╭─ MATERIAL FOR THIS TASK

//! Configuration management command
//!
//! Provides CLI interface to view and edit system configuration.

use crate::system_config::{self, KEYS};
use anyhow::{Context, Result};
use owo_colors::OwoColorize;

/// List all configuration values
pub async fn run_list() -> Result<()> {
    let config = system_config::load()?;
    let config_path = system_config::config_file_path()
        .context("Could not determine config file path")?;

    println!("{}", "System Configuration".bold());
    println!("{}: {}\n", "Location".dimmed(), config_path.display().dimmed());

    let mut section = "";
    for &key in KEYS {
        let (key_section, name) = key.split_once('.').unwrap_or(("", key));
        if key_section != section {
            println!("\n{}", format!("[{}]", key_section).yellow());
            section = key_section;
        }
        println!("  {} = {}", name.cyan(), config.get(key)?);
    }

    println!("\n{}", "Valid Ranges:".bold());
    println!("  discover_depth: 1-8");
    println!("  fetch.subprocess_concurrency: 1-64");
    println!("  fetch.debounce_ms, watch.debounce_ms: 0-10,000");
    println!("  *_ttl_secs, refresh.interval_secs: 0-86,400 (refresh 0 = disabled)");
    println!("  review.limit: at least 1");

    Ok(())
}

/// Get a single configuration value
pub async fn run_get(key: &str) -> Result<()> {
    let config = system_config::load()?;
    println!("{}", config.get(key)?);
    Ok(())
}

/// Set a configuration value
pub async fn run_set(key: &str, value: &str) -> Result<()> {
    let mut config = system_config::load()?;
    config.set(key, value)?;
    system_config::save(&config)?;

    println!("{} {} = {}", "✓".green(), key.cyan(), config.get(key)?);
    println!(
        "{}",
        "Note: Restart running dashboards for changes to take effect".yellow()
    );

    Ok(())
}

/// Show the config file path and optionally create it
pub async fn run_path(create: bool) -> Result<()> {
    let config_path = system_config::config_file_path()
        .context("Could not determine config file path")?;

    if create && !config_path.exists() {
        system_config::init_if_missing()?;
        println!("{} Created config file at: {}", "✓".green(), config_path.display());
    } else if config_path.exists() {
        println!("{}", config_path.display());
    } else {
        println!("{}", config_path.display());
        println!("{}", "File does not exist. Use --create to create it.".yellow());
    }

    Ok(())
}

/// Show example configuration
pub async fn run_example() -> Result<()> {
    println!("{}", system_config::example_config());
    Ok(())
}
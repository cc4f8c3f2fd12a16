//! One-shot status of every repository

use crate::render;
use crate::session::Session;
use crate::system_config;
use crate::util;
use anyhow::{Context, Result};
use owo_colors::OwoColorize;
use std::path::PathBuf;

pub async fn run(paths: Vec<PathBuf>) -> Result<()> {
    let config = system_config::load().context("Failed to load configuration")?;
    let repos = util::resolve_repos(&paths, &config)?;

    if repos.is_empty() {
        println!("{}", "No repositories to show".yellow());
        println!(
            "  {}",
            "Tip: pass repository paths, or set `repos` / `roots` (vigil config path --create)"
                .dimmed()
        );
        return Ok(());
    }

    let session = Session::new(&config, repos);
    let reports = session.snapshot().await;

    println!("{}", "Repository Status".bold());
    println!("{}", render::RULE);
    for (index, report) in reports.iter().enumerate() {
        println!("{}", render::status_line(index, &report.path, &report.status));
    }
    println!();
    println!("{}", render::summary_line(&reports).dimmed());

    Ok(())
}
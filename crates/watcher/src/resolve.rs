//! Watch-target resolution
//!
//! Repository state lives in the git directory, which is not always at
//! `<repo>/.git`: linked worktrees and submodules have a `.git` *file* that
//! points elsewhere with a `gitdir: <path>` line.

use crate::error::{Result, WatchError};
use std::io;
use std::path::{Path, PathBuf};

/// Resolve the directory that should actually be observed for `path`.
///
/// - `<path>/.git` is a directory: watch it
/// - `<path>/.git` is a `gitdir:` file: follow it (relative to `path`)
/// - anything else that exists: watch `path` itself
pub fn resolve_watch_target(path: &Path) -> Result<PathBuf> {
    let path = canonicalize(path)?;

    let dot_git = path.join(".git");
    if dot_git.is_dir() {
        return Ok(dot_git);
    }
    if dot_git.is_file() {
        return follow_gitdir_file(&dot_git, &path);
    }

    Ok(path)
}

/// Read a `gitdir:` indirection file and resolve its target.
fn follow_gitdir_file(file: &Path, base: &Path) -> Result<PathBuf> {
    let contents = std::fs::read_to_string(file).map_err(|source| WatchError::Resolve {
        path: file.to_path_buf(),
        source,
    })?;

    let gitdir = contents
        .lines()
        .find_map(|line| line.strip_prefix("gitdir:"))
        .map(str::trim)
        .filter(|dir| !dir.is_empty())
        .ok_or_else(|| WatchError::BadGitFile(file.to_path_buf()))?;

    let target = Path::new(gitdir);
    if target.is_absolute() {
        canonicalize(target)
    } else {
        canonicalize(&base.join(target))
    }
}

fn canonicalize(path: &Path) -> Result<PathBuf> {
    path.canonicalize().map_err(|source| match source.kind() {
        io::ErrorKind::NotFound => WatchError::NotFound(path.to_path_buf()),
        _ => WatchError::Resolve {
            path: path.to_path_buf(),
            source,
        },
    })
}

╰─

» **WORK ORDER**: Only lines with the word "bold" are needed. Copy them from the preceding records.

» **EXERCISE RESULT**:
    println!("{}", "System Configuration".bold());
    println!("\n{}", "Valid Ranges:".bold());
    println!("{}", "Repository Status".bold());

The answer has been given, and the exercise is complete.